The consequences of a falling currency over-owned by foreign interests can also trigger these conditions. For foreign investors the returns on dollar-denominated assets are struck after currency losses, and this is particularly noticeable in fixed interest, where yields are far too low to offset the currency losses now arising. According to US treasury TIC figures, in the last twelve months to October private sector foreigners have liquidated nearly $300bn of fixed interest Treasury bonds, corporate and agency bonds. The true liquidation is larger once offshore dollar-based captive insurance businesses are removed from the figures.
The underlying condition is of time preference, which, in a falling currency, alerts foreign owners to future losses not offset by current interest rates. This is why capital gains from falling interest rates to offset the lack of interest income have become so important for foreigner investors. But as Figure 4 shows, with rising yields there is a growing sense that profits from falling yields will now be replaced by capital losses from rising yields.

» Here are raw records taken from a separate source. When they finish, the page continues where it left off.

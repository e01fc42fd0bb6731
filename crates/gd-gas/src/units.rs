//! Unit system selection.
//!
//! `gamma` is dimensionless and unit independent; the specific gas constant
//! `R` changes value with the unit system: J/(kg·K) for metric,
//! ft·lbf/(lbm·°R) for US customary.

use serde::{Deserialize, Serialize};
use std::fmt;

/// Unit system for dimensional quantities.
#[derive(Debug, Clone, Copy, PartialEq, Eq, Hash, Default, Serialize, Deserialize)]
pub enum UnitSystem {
    /// SI units: Pa, K, J/(kg·K), m/s.
    #[default]
    Metric,
    /// US customary units: lbf/ft², °R, ft·lbf/(lbm·°R), ft/s.
    UsCustomary,
}

impl UnitSystem {
    /// Gravitational conversion constant `gc` in lbm·ft/(lbf·s²).
    ///
    /// Unity in metric; 32.174 in US customary, where lbm and lbf are
    /// reconciled through it in the choked mass-flux relation.
    pub fn gc(self) -> f64 {
        match self {
            UnitSystem::Metric => 1.0,
            UnitSystem::UsCustomary => 32.174,
        }
    }

    pub fn gas_constant_label(self) -> &'static str {
        match self {
            UnitSystem::Metric => "J/(kg·K)",
            UnitSystem::UsCustomary => "ft·lbf/(lbm·°R)",
        }
    }
}

impl fmt::Display for UnitSystem {
    fn fmt(&self, f: &mut fmt::Formatter<'_>) -> fmt::Result {
        match self {
            Self::Metric => write!(f, "metric"),
            Self::UsCustomary => write!(f, "us"),
        }
    }
}

impl std::str::FromStr for UnitSystem {
    type Err = &'static str;

    fn from_str(s: &str) -> Result<Self, Self::Err> {
        match s.trim().to_ascii_lowercase().as_str() {
            "metric" | "si" => Ok(UnitSystem::Metric),
            "us" | "imperial" | "english" => Ok(UnitSystem::UsCustomary),
            _ => Err("unknown unit system"),
        }
    }
}

#[cfg(test)]
mod tests {
    use super::*;

    #[test]
    fn parse_aliases() {
        assert_eq!("SI".parse::<UnitSystem>().unwrap(), UnitSystem::Metric);
        assert_eq!(
            "english".parse::<UnitSystem>().unwrap(),
            UnitSystem::UsCustomary
        );
        assert!("furlongs".parse::<UnitSystem>().is_err());
    }

    #[test]
    fn gc_is_unity_in_metric() {
        assert_eq!(UnitSystem::Metric.gc(), 1.0);
        assert!((UnitSystem::UsCustomary.gc() - 32.174).abs() < 1e-12);
    }
}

Rising bond yields for US Treasury debt have further negative implications for equity markets. Valuations are solely based on the Fed’s monetary policy and completely divorced from the prospects for business in the non-financial sector, where supply chains are failing and bankruptcies mounting.

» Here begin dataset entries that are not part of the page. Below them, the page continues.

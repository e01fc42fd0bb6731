//! gd-core: stable foundation for gasdyn.
//!
//! Contains:
//! - numeric (Real + tolerances + float helpers)
//! - error (shared error types)

pub mod error;
pub mod numeric;

// Re-exports: nice ergonomics for downstream crates
pub use error::{CoreError, CoreResult};
pub use numeric::*;
//! gd-gas: perfect-gas property table for gasdyn.
//!
//! Provides:
//! - Gas definitions (air, argon, methane, etc.)
//! - Unit system selection (metric / US customary)
//! - `(gamma, R)` lookup, including validated custom gases
//! - A catalog of supported gases for listings and name matching
//!
//! The table is read-only after initialization; lookups are pure functions of
//! their inputs and may be shared across threads without synchronization.

pub mod catalog;
pub mod error;
pub mod gas;
pub mod units;

// Re-exports for ergonomics
pub use catalog::{GasCatalogEntry, gas_catalog};
pub use error::{GasError, GasResult};
pub use gas::{Gas, GasProperties};
pub use units::UnitSystem;
//! gd-isentropic: closed-form isentropic-flow relations for a perfect gas.
//!
//! Provides:
//! - Stagnation relations (pressure, temperature, density ratios and the
//!   two-of-three stagnation solvers)
//! - Two-station relations linked by Mach numbers and optional entropy loss
//! - Choked-area relations, choked mass flux, and the dual-root inverse
//!   area-ratio lookup
//! - Mach sweeps producing tabulation rows for presentation layers
//!
//! # Architecture
//!
//! Every relation is a stateless pure function of [`GasProperties`] plus
//! scalar arguments; the only coupling between operations is the shared
//! `(gamma, R)` pair resolved once by the caller. Nothing here logs,
//! retries, or holds state, so calls are referentially transparent and
//! trivially thread safe.
//!
//! # Example
//!
//! ```
//! use gd_gas::{Gas, GasProperties, UnitSystem};
//! use gd_isentropic::stagnation;
//!
//! let air = GasProperties::of(Gas::Air, UnitSystem::Metric);
//! let pt = stagnation::stagnation_pressure(air, None, Some(10.0), Some(1.0)).unwrap();
//! assert!((pt - 18.92929158737854).abs() < 1e-9);
//! ```

pub mod area;
pub mod bracket;
pub mod error;
pub mod stagnation;
pub mod stations;
pub mod sweep;

// Re-exports for ergonomics
pub use area::{
    AreaRatioRoots, choked_mdot, mach_area_ratio, mach_area_ratio_choked, mach_from_area_ratio,
};
pub use bracket::{BisectionConfig, BisectionResult, bisect};
pub use error::{FlowError, FlowResult};
pub use stagnation::{
    sonic_velocity, stagnation_density_ratio, stagnation_pressure, stagnation_pressure_ratio,
    stagnation_temperature, stagnation_temperature_ratio,
};
pub use stations::{
    entropy_produced, mach_from_pressure_ratio, mach_from_temperature_ratio,
    pressure_from_mach_ratio, temperature_from_mach_ratio,
};
pub use sweep::{MachRange, StagnationRow, stagnation_table};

Bank depositors holding in excess of the FDIC $250,000 limit on protection will attempt to reverse their current bullishness on equities by liquidating their positions. The traditional safe-haven attractions of swapping bank deposits for US Treasuries will be swapping creditor status at insolvent banks for collapsing bond prices in a collapsing currency. The only refuge is likely to become a choice between precious metals and cryptocurrencies, in an attempt to rid themselves of dollars.
Developments on these lines are repeating the experience of the John Law episode in France exactly three hundred years ago. Wise bankers, such as Richard Cantillon, played the bubble collapse not by shorting the Mississippi venture, but Law’s paper currency, the unbacked livre, on the foreign exchanges in London and Amsterdam in return for currencies backed by gold and silver. That was the second fortune he made from Law’s paleo-Keynesian policies, the first from secretly selling Mississippi shares deposited with him as collateral.
There can be little doubt that the monetary, banking and economic developments and their requirements for an additional and unlimited expansion in the money supply is set to destroy the dollar and all the fiat currencies that take their cue from it, as surely as John Law’s currency collapsed three hundred years ago. In their partial understanding of what represents money, the cryptocurrency community are just the first to get this message.